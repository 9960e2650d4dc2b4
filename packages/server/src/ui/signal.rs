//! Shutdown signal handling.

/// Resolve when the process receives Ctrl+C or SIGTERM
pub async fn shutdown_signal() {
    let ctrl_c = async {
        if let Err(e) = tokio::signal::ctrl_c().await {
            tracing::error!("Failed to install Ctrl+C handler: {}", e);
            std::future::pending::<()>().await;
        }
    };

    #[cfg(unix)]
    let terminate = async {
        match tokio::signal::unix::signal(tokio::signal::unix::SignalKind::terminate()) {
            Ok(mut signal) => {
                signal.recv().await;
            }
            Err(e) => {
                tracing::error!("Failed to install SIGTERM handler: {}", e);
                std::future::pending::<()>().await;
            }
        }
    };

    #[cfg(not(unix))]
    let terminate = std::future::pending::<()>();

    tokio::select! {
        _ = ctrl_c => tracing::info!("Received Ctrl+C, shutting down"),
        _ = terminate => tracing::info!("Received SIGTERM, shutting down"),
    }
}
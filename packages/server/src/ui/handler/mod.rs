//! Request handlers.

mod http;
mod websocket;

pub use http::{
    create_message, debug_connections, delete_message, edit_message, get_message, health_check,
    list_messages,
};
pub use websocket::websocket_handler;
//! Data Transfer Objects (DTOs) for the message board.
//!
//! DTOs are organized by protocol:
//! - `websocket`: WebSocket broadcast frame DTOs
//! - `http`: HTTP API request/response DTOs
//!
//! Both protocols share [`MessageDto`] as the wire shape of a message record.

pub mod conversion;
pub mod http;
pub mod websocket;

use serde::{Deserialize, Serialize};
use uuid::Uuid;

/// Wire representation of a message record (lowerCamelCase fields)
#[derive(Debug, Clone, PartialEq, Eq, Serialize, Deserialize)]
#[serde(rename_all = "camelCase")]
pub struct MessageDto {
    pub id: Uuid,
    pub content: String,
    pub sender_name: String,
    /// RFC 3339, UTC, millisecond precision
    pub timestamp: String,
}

----------

**Problem details**
The job is to copy each line from the material above that holds the word "error".

**Reply**
            tracing::error!("Failed to install Ctrl+C handler: {}", e);
                tracing::error!("Failed to install SIGTERM handler: {}", e);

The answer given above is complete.